- Нет, на самом деле! - начинается нечто вроде легкой истерики. - Хватит уже себя мучить! Добром это не кончится! Я ведь совсем не такая, как ты думаешь.
- Ну да, - отвечаю я, стараясь вырвать попавшую в плен рюмку.
Мы все не такие. Кому захочется признаться в полной несостоятельности и отторжении жизнью? Пройдет целая вечность, прежде чем человек наберется смелости сказать: «Да, я пролетел по полной программе!» Это нормально, обыденно. Покажите мне хоть одного идиота, который заявит, будто честен перед самим собой, и я плюну ему в лицо. А затем еще добавлю ногами, потому что мы разумны только для того, чтобы не замечать вещей.

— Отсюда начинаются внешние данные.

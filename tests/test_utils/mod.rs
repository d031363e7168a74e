//! Test utilities for integration tests
#![allow(dead_code)]

use std::fs;
use std::sync::Arc;
use std::sync::Mutex;
use std::sync::atomic::{AtomicUsize, Ordering};
use std::time::Duration;

use anyhow::{Result, anyhow};
use async_trait::async_trait;
use axum::{Router, body::Body};
use serde_json::Value;

use gcal_proxy::api::AppState;
use gcal_proxy::api::app;
use gcal_proxy::core::{AppConfig, QueryWindow};
use gcal_proxy::google::gcal::GoogleApiError;
use gcal_proxy::google::{CalendarConnector, CalendarEvents, GoogleConnector};

pub fn test_config(credentials: Option<String>, api_url: &str) -> AppConfig {
    AppConfig {
        google_credentials_json: credentials,
        calendar_api_url: api_url.to_string(),
        request_timeout: Duration::from_secs(5),
        cors_allowed_origins: vec![],
    }
}

/// Service account key from `tests/data` pointing its token endpoint
/// at `token_uri`.
pub fn service_account_json(token_uri: &str) -> String {
    let raw = fs::read_to_string("./tests/data/service_account.json").unwrap();
    let mut key: Value = serde_json::from_str(&raw).unwrap();
    key["token_uri"] = Value::String(token_uri.to_string());
    key.to_string()
}

/// Creates a test application router backed by the real Google
/// connector.
pub fn google_app(config: AppConfig) -> Router {
    let connector = GoogleConnector::new(&config).expect("Failed to build connector");
    let app_state = AppState::new(config, Arc::new(connector));
    app(Arc::new(app_state))
}

/// Creates a test application router backed by a fake provider
pub fn fake_app(connector: FakeConnector) -> Router {
    let config = test_config(None, "http://localhost:1");
    let app_state = AppState::new(config, Arc::new(connector));
    app(Arc::new(app_state))
}

pub async fn body_to_string(body: Body) -> String {
    let bytes = axum::body::to_bytes(body, usize::MAX).await.unwrap();
    String::from_utf8(bytes.to_vec()).unwrap()
}

pub async fn body_to_json(body: Body) -> Value {
    serde_json::from_str(&body_to_string(body).await).unwrap()
}

pub enum FakeOutcome {
    Items(Vec<Value>),
    ProviderError(u16, String),
    Failure(String),
}

/// Records every call so tests can check what reached the provider
#[derive(Clone)]
pub struct FakeConnector {
    pub available: bool,
    outcome: Arc<Mutex<Option<FakeOutcome>>>,
    pub connects: Arc<AtomicUsize>,
    pub calls: Arc<Mutex<Vec<(String, QueryWindow)>>>,
}

impl FakeConnector {
    pub fn new(outcome: FakeOutcome) -> Self {
        Self {
            available: true,
            outcome: Arc::new(Mutex::new(Some(outcome))),
            connects: Arc::new(AtomicUsize::new(0)),
            calls: Arc::new(Mutex::new(vec![])),
        }
    }

    pub fn unavailable() -> Self {
        Self {
            available: false,
            ..Self::new(FakeOutcome::Items(vec![]))
        }
    }

    pub fn connect_count(&self) -> usize {
        self.connects.load(Ordering::SeqCst)
    }

    pub fn recorded_calls(&self) -> Vec<(String, QueryWindow)> {
        self.calls.lock().unwrap().clone()
    }
}

#[async_trait]
impl CalendarConnector for FakeConnector {
    async fn connect(&self) -> Result<Arc<dyn CalendarEvents>> {
        self.connects.fetch_add(1, Ordering::SeqCst);
        if !self.available {
            return Err(anyhow!("GOOGLE_CREDENTIALS_JSON is not set"));
        }
        Ok(Arc::new(self.clone()))
    }
}

#[async_trait]
impl CalendarEvents for FakeConnector {
    async fn list_events(&self, calendar_id: &str, window: &QueryWindow) -> Result<Vec<Value>> {
        self.calls
            .lock()
            .unwrap()
            .push((calendar_id.to_string(), window.clone()));

        match self.outcome.lock().unwrap().take() {
            Some(FakeOutcome::Items(items)) => Ok(items),
            Some(FakeOutcome::ProviderError(status, reason)) => Err(GoogleApiError {
                status: http::StatusCode::from_u16(status).unwrap(),
                reason,
            }
            .into()),
            Some(FakeOutcome::Failure(msg)) => Err(anyhow!(msg)),
            None => Err(anyhow!("FakeConnector called more than once")),
        }
    }
}
use anyhow::{Context, Result};

use crate::api::init_tracing;
use crate::api::public::events::EventsResponse;
use crate::core::{AppConfig, QueryWindow};
use crate::google::{CalendarConnector, GoogleConnector};

pub async fn run(calendar_id: &str, year: i32, month: i32) -> Result<()> {
    // Logs go to stderr so stdout stays valid JSON
    init_tracing();

    let config = AppConfig::default();
    let window = QueryWindow::for_month(year, month)?;

    let calendar = GoogleConnector::new(&config)?
        .connect()
        .await
        .context("Failed to connect to the Google Calendar service")?;
    let items = calendar.list_events(calendar_id, &window).await?;

    let resp = EventsResponse { items };
    println!("{}", serde_json::to_string_pretty(&resp)?);

    Ok(())
}
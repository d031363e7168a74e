pub mod config;
pub mod window;

pub use config::AppConfig;
pub use window::QueryWindow;
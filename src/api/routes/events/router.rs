//! Router for the events API

use std::sync::Arc;

use axum::{Router, extract::State, response::Json};
use axum_extra::extract::{Query, QueryRejection};

use super::public;
use crate::api::public::ApiError;
use crate::api::state::AppState;
use crate::core::QueryWindow;

type SharedState = Arc<AppState>;

async fn events_handler(
    State(state): State<SharedState>,
    query: Result<Query<public::EventsQuery>, QueryRejection>,
) -> Result<Json<public::EventsResponse>, ApiError> {
    let Query(params) = query.map_err(|rejection| ApiError::Validation(rejection.to_string()))?;
    if params.calendar_id.is_empty() {
        return Err(ApiError::Validation(String::from(
            "calendar_id must not be empty",
        )));
    }

    let calendar = state
        .calendar
        .connect()
        .await
        .map_err(ApiError::ServiceUnavailable)?;

    // Checked after connecting so a misconfigured service fails the
    // same way for every query
    let window = QueryWindow::for_month(params.year, params.month)
        .map_err(|err| ApiError::Validation(err.to_string()))?;

    let items = calendar.list_events(&params.calendar_id, &window).await?;

    Ok(Json(public::EventsResponse { items }))
}

/// Create the events router
pub fn router() -> Router<SharedState> {
    Router::new().route("/", axum::routing::get(events_handler))
}
use anyhow::Result;
use clap::{Parser, Subcommand};

pub mod events;
pub mod serve;

#[derive(Subcommand)]
enum Command {
    /// Run the API server
    Serve {
        /// Set the server host address
        #[arg(long, default_value = "127.0.0.1")]
        host: String,

        /// Set the server port
        #[arg(long, default_value = "8000")]
        port: String,
    },
    /// List a month of events and print them as JSON
    Events {
        #[arg(long)]
        calendar_id: String,
        #[arg(long)]
        year: i32,
        /// Month of the year, 1-12
        #[arg(long)]
        month: i32,
    },
}

#[derive(Parser)]
#[command(author, version, about, long_about = None)]
#[command(propagate_version = true)]
pub struct Cli {
    #[command(subcommand)]
    command: Option<Command>,
}

pub async fn run() -> Result<()> {
    let args = Cli::parse();

    // Handle each sub command
    match args.command {
        Some(Command::Serve { host, port }) => {
            serve::run(host, port).await?;
        }
        Some(Command::Events {
            calendar_id,
            year,
            month,
        }) => {
            events::run(&calendar_id, year, month).await?;
        }
        None => {}
    }

    Ok(())
}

Наконец мне удается донести рюмку до рта, и я опрокидываю жидкость внутрь. По телу пробегает неприятная дрожь. Странное дело, но водка - самый неприятный из всех алкогольных напитков, а получила такую популярность по всему миру. Глушить горечь подобает чем-нибудь омерзительным, правда?
Тем временем, Маша Кокаинщица говорит:
- Я ни о чем не жалею, Саша, - впивается пальцами в свои волосы и дальше: это самое страшное. Объективно, мне должно быть стыдно, противно, но я чувствую только легкую неудовлетворенность. Тебя это не пугает?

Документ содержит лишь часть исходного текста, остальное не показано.